Monday, Jul. 16, 1928

Looking Back

"Calvin Coolidge was an odd fish in the White House."

Begun and completed in the past tense was the article William Allen White of Emporia, Kan., wrote about President Coolidge in the August (1928) Plain Talk. Excerpts:

"He was peculiarly Yankee, a blue-bellied, Vermont Yankee to the core. He had exhibited absolutely no initiative. He had spoken no memorable phrase. ... He played no poker, drank no liquor, made few friends. And Mrs. Coolidge, who had come with him from the duplex apartment in Northampton, Massachusetts, for which they had been paying twenty-seven dollars a month all their married life, and who moved with him into one of Washington's rather grand but noisy hotels, had to work hard, those first seventeen Washington months of the Vice-Presidency, keeping him awake after bedtime in Northampton at nine-thirty. . . .
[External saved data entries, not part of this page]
// Copyright 2025 the Canopy Authors
// SPDX-License-Identifier: Apache-2.0 OR MIT

//! Canopy Imaging: the surface and bitmap seam of the canvas engine.
//!
//! This crate defines the small set of drawing capabilities the rest of the
//! engine is written against:
//!
//! - [`Bitmap`]: an owned, premultiplied RGBA8 pixel buffer. Snapshot and
//!   tile caches store these; their byte size (`width × height × 4`) is what
//!   cache budgets are accounted in.
//! - [`Surface`]: the draw operations a widget may perform. Both the live
//!   screen surface and offscreen snapshot surfaces implement it, so widget
//!   draw code needs no awareness of whether it is being cached.
//! - [`OffscreenSurface`] / [`OffscreenFactory`]: creation of offscreen
//!   build targets that can be finished into a [`Bitmap`].
//! - [`CpuSurface`] / [`CpuFactory`]: a reference CPU implementation (solid
//!   source-over fills, nearest-neighbor blits). It exists to make the
//!   engine testable and to serve as a correctness oracle; it is *not* a
//!   production rasterizer and does not try to be one.
//!
//! Concrete GPU or vector backends implement [`Surface`] on top of their own
//! technology and are out of scope here.
//!
//! Colors are [`peniko::Color`]; sampling parameters are
//! [`peniko::ImageSampler`]. Geometry is `kurbo`.
//!
//! This crate is `no_std`.

#![no_std]

extern crate alloc;

mod cpu;

pub use cpu::{CpuFactory, CpuSurface};

use alloc::boxed::Box;
use alloc::vec;
use core::fmt;
use kurbo::{Point, Rect};
use peniko::Color;
pub use peniko::ImageSampler;

/// An owned bitmap of premultiplied RGBA8 pixels.
///
/// Rows are tightly packed, top to bottom.
#[derive(Clone, Debug)]
pub struct Bitmap {
    width: u32,
    height: u32,
    data: Box<[u8]>,
}

impl Bitmap {
    /// Creates a transparent bitmap of the given size.
    #[must_use]
    pub fn new(width: u32, height: u32) -> Self {
        let len = width as usize * height as usize * 4;
        Self {
            width,
            height,
            data: vec![0; len].into_boxed_slice(),
        }
    }

    /// Width in pixels.
    #[must_use]
    pub fn width(&self) -> u32 {
        self.width
    }

    /// Height in pixels.
    #[must_use]
    pub fn height(&self) -> u32 {
        self.height
    }

    /// Size of the pixel buffer in bytes (`width × height × 4`).
    ///
    /// Cache byte budgets are accounted in this value.
    #[must_use]
    pub fn byte_size(&self) -> usize {
        self.data.len()
    }

    /// Raw premultiplied RGBA8 pixel data.
    #[must_use]
    pub fn data(&self) -> &[u8] {
        &self.data
    }

    /// Mutable access to the raw pixel data.
    pub fn data_mut(&mut self) -> &mut [u8] {
        &mut self.data
    }

    /// Returns the premultiplied RGBA value at `(x, y)`, or `None` when out
    /// of bounds.
    #[must_use]
    pub fn pixel(&self, x: u32, y: u32) -> Option<[u8; 4]> {
        if x >= self.width || y >= self.height {
            return None;
        }
        let i = (y as usize * self.width as usize + x as usize) * 4;
        Some([self.data[i], self.data[i + 1], self.data[i + 2], self.data[i + 3]])
    }
}

/// Drawing operations available to widgets and render layers.
///
/// All coordinates are in the surface's own pixel space; callers apply
/// camera transforms before issuing operations. Implementations must clip
/// out-of-bounds geometry rather than fail.
pub trait Surface {
    /// Surface width in pixels.
    fn width(&self) -> u32;

    /// Surface height in pixels.
    fn height(&self) -> u32;

    /// Fills the whole surface with a color, replacing existing content.
    fn clear(&mut self, color: Color);

    /// Fills an axis-aligned rectangle with a solid color (source-over).
    fn fill_rect(&mut self, rect: Rect, color: Color);

    /// Strokes the outline of an axis-aligned rectangle.
    fn stroke_rect(&mut self, rect: Rect, color: Color, line_width: f64);

    /// Strokes a line segment.
    fn stroke_line(&mut self, p0: Point, p1: Point, color: Color, line_width: f64);

    /// Draws `src` (or the whole bitmap when `None`, in bitmap pixel
    /// coordinates) scaled into the destination rectangle.
    fn draw_bitmap(&mut self, bitmap: &Bitmap, src: Option<Rect>, dst: Rect, sampler: ImageSampler);
}

/// A surface that renders into an offscreen bitmap.
pub trait OffscreenSurface: Surface {
    /// Consumes the surface and returns the rendered bitmap.
    fn finish(self: Box<Self>) -> Bitmap;
}

/// Creation of offscreen build targets.
///
/// Snapshot builds and tile renders go through this seam so cache code never
/// depends on a concrete backend.
pub trait OffscreenFactory {
    /// Creates an offscreen surface of the given pixel size.
    ///
    /// # Errors
    ///
    /// Returns [`SurfaceError::InvalidSize`] for zero or excessive
    /// dimensions, or [`SurfaceError::Unavailable`] when the backend cannot
    /// allocate a target.
    fn create_offscreen(
        &self,
        width: u32,
        height: u32,
    ) -> Result<Box<dyn OffscreenSurface>, SurfaceError>;
}

/// Largest dimension an offscreen surface may have, in pixels.
pub const MAX_SURFACE_DIM: u32 = 16_384;

/// Failure to acquire a drawing surface.
///
/// Surface acquisition failure at construction time is the one fatal error
/// in the engine; everything downstream degrades to vector redraw instead.
#[derive(Clone, Debug, PartialEq, Eq)]
pub enum SurfaceError {
    /// The requested dimensions were zero or exceeded [`MAX_SURFACE_DIM`].
    InvalidSize {
        /// Requested width in pixels.
        width: u32,
        /// Requested height in pixels.
        height: u32,
    },
    /// The backend could not provide a surface.
    Unavailable,
}

impl fmt::Display for SurfaceError {
    fn fmt(&self, f: &mut fmt::Formatter<'_>) -> fmt::Result {
        match self {
            Self::InvalidSize { width, height } => {
                write!(f, "invalid surface size {width}x{height}")
            }
            Self::Unavailable => write!(f, "drawing surface unavailable"),
        }
    }
}

impl core::error::Error for SurfaceError {}

/// Converts a color to premultiplied RGBA8 bytes.
#[must_use]
pub fn premultiply(color: Color) -> [u8; 4] {
    let rgba = color.to_rgba8();
    let a = rgba.a as u16;
    [
        ((rgba.r as u16 * a) / 255) as u8,
        ((rgba.g as u16 * a) / 255) as u8,
        ((rgba.b as u16 * a) / 255) as u8,
        rgba.a,
    ]
}

#[cfg(test)]
mod tests {
    use super::*;

    #[test]
    fn bitmap_byte_size_is_four_bytes_per_pixel() {
        let bitmap = Bitmap::new(10, 7);
        assert_eq!(bitmap.byte_size(), 10 * 7 * 4);
    }

    #[test]
    fn new_bitmap_is_transparent() {
        let bitmap = Bitmap::new(4, 4);
        assert_eq!(bitmap.pixel(0, 0), Some([0, 0, 0, 0]));
        assert_eq!(bitmap.pixel(3, 3), Some([0, 0, 0, 0]));
        assert_eq!(bitmap.pixel(4, 0), None);
    }

    #[test]
    fn premultiply_scales_channels_by_alpha() {
        let half = premultiply(Color::from_rgba8(255, 255, 255, 128));
        assert_eq!(half[3], 128);
        assert!(half[0] == 128 && half[1] == 128 && half[2] == 128);

        let opaque = premultiply(Color::from_rgba8(10, 20, 30, 255));
        assert_eq!(opaque, [10, 20, 30, 255]);
    }

    #[test]
    fn surface_error_displays() {
        let err = SurfaceError::InvalidSize { width: 0, height: 5 };
        assert_eq!(alloc::format!("{err}"), "invalid surface size 0x5");
    }
}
"Coolidge always knew more definitely what he did not want than what he wanted. His messages were often vague on the positive side but crystalline in their clarity about his dislikes and aversions. ... He is negation incarnate. As President, he bestraddled progress face backward. . . .

"Coolidge's plus quality was honesty; honesty backed by a kind of herd courage. Alone he is timid; with his crowd he is immovable, undaunted. And the picture which the millions saw across the gulf which separates a President from his people was the face of an honest man; so they idealized this picture and saw a man who saved their taxes; a man who was immovable amid clamor; a man who defied the mob; a man who beatified plutocracy by glorifying parsimony; a man who defied untoward events by ignoring them--him they saw as a hero and blinked his warts and scars. So in the white light that beats upon a throne the minor vices of a President sometimes at long range become his major virtues in the public eye."